* INSTRUCTIONS FOR THE TASK
Extract from the listing each line in which the word "when" appears.

--- DATA PROVIDED Enclosed Below ---

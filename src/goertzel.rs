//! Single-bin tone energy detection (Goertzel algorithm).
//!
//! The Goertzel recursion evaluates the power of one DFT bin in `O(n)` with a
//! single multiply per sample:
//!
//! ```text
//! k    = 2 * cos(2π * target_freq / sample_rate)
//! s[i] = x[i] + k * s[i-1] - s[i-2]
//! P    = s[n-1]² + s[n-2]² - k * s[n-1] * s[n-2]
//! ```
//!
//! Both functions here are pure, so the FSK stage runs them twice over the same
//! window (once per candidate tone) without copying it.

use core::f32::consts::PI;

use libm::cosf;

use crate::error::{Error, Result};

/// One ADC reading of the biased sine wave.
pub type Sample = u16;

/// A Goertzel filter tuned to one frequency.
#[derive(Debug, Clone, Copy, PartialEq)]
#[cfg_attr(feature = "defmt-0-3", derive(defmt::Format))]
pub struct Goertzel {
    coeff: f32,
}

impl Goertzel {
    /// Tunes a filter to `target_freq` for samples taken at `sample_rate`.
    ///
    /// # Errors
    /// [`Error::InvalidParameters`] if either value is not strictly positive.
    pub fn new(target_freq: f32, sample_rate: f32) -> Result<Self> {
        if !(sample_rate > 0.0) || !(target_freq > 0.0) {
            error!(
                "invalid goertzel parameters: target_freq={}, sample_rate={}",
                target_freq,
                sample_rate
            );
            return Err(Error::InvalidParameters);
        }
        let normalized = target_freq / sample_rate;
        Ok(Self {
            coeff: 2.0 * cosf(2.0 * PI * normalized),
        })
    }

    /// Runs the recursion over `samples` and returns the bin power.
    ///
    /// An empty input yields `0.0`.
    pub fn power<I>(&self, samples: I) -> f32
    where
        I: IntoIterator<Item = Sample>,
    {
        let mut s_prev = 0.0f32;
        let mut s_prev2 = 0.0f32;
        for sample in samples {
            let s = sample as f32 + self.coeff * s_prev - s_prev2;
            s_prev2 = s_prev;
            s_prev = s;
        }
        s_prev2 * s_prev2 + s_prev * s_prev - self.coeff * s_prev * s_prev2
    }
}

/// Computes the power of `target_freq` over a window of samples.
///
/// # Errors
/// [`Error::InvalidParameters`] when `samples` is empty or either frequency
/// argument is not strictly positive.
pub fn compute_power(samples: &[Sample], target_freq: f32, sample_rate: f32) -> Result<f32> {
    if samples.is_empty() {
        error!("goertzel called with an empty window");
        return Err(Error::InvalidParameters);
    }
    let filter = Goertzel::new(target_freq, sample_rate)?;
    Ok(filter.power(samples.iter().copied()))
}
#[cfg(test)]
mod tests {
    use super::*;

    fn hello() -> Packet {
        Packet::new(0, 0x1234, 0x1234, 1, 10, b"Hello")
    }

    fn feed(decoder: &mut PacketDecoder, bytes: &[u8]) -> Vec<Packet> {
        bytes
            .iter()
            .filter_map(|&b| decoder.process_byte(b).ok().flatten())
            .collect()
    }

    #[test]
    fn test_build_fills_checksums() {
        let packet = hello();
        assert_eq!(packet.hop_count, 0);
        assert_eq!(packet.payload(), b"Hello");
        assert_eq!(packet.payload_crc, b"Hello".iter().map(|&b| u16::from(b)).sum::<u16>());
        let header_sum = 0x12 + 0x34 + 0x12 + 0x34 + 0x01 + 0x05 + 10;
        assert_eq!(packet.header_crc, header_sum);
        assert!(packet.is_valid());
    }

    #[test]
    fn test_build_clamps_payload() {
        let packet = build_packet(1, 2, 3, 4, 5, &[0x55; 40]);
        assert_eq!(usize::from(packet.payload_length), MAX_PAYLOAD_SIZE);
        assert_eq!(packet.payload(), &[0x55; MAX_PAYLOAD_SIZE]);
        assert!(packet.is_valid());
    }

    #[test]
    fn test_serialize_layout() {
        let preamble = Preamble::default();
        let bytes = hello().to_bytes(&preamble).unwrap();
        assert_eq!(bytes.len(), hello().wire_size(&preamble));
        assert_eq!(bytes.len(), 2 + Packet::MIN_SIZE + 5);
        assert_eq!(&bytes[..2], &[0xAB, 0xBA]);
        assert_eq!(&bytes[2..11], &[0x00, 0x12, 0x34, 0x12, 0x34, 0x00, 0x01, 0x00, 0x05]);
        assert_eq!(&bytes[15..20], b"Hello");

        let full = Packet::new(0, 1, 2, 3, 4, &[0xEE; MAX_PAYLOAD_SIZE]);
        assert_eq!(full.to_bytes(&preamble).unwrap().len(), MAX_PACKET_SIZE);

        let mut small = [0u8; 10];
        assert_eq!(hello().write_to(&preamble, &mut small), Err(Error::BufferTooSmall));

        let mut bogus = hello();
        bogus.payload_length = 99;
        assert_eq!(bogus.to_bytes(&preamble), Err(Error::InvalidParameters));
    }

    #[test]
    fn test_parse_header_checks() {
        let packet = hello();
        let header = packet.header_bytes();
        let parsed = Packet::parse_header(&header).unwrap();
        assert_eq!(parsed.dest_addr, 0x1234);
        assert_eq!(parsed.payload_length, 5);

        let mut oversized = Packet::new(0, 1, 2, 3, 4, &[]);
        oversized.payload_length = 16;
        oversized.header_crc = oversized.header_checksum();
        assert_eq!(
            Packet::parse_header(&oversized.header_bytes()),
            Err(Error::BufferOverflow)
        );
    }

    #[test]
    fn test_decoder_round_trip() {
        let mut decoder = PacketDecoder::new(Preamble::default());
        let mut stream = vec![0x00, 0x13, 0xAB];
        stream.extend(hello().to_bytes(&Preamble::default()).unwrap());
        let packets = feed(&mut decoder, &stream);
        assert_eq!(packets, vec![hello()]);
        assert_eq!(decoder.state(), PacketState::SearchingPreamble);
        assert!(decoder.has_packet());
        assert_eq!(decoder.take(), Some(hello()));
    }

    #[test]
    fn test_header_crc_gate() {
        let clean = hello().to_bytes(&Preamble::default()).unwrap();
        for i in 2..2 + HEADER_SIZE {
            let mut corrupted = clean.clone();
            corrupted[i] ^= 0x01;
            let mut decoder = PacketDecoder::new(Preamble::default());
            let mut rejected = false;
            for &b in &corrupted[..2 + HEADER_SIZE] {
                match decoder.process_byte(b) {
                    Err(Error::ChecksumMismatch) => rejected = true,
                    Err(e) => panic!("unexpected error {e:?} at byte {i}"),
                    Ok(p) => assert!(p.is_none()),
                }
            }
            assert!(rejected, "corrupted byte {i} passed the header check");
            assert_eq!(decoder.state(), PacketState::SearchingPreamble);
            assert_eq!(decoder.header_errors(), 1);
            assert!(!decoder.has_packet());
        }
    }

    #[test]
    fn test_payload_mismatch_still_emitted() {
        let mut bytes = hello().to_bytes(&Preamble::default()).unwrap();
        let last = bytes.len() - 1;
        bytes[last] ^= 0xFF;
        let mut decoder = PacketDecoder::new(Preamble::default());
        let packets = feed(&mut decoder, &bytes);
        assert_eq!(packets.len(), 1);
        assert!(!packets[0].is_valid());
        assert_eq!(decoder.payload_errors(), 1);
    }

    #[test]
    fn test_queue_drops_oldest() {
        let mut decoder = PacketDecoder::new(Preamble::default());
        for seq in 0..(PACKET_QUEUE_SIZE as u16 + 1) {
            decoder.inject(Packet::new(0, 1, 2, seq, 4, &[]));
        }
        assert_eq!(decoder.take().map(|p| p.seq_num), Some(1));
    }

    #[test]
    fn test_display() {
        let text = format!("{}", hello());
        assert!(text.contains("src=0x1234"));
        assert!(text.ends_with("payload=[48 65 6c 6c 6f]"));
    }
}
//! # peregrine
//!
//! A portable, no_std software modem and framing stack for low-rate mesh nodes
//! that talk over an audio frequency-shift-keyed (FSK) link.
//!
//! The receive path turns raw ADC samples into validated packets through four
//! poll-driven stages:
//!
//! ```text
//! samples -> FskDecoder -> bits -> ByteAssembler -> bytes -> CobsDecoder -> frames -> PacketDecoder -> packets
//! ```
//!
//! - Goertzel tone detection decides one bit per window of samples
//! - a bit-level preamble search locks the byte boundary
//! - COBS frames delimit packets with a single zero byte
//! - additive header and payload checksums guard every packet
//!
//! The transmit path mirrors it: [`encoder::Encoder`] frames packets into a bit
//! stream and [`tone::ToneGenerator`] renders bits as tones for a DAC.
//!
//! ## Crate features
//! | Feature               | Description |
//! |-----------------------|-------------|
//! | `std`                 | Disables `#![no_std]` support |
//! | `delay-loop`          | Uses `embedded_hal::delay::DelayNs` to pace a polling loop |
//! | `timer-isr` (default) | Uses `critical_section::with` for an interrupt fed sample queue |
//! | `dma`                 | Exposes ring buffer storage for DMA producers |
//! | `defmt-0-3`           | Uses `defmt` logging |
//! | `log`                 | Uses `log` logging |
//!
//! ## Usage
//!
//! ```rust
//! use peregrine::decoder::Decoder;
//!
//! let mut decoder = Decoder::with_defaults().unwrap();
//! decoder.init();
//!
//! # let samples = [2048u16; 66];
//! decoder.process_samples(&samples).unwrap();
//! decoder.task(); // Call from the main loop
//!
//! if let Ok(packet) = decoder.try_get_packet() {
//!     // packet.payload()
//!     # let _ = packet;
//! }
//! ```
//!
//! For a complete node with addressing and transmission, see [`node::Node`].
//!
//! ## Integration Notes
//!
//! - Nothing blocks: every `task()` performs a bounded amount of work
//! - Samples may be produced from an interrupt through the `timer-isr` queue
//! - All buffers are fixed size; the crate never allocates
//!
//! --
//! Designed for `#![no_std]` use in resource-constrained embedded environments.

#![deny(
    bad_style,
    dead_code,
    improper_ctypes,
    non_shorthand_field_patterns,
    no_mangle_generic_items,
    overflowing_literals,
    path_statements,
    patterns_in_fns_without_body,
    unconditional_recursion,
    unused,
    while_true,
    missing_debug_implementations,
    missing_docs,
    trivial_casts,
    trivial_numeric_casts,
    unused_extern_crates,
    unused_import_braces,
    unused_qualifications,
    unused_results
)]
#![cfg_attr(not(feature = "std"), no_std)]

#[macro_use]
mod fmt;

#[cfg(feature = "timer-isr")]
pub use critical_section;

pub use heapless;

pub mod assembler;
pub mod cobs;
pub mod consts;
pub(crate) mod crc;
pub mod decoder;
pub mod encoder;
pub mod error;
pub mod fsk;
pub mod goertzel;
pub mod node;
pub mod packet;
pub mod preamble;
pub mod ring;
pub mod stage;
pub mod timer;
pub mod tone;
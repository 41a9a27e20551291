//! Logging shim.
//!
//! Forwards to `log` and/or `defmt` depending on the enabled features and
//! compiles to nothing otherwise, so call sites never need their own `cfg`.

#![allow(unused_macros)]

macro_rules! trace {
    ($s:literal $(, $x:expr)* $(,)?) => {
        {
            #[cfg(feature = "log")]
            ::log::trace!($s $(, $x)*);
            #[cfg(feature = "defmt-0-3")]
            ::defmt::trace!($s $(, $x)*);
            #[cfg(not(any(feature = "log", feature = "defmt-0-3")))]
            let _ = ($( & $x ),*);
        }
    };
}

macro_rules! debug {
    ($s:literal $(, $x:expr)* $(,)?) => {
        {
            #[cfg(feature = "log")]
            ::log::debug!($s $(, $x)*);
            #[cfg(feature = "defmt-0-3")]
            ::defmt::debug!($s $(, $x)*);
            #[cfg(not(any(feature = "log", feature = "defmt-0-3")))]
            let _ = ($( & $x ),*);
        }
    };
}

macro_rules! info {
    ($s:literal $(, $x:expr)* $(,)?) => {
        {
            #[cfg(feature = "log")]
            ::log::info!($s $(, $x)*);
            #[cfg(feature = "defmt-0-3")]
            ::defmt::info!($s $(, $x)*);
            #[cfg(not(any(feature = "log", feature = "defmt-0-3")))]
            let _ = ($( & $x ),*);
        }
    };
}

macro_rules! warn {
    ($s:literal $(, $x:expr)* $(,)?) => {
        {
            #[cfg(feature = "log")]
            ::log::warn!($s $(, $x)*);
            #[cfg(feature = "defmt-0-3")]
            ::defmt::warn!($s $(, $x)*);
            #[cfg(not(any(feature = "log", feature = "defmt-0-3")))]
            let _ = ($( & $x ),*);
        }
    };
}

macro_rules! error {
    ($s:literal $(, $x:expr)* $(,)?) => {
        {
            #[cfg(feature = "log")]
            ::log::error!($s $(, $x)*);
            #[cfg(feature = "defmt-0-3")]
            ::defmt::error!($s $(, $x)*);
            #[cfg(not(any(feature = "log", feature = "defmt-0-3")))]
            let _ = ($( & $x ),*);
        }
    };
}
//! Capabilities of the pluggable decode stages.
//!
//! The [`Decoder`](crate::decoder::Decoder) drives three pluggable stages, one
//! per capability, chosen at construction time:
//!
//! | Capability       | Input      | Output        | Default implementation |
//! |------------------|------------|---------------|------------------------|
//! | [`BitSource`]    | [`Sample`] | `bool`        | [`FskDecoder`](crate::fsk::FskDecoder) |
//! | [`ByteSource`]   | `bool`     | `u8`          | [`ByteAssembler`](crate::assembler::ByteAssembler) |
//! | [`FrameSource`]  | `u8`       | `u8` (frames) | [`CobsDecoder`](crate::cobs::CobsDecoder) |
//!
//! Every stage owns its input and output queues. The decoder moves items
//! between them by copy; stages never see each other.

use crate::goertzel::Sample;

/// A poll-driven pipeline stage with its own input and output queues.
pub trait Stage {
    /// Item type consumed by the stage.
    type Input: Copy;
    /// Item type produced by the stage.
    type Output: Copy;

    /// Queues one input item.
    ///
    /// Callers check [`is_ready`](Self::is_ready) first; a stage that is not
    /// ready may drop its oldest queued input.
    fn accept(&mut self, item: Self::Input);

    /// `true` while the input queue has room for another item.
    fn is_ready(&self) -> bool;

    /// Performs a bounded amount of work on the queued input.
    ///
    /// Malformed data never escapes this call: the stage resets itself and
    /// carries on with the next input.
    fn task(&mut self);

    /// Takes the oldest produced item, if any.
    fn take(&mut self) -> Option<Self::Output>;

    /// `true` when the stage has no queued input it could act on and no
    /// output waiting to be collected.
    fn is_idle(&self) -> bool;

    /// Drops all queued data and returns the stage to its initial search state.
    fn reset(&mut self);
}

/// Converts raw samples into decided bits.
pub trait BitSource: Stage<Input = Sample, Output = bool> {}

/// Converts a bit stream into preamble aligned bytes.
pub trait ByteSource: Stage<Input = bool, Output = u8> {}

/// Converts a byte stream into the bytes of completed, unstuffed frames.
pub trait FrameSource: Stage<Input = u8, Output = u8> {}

--- End of Enclosed DATA PROVIDED ---

* SOLUTION
/// [`Error::InvalidParameters`] when `samples` is empty or either frequency
    /// `true` when the stage has no queued input it could act on and no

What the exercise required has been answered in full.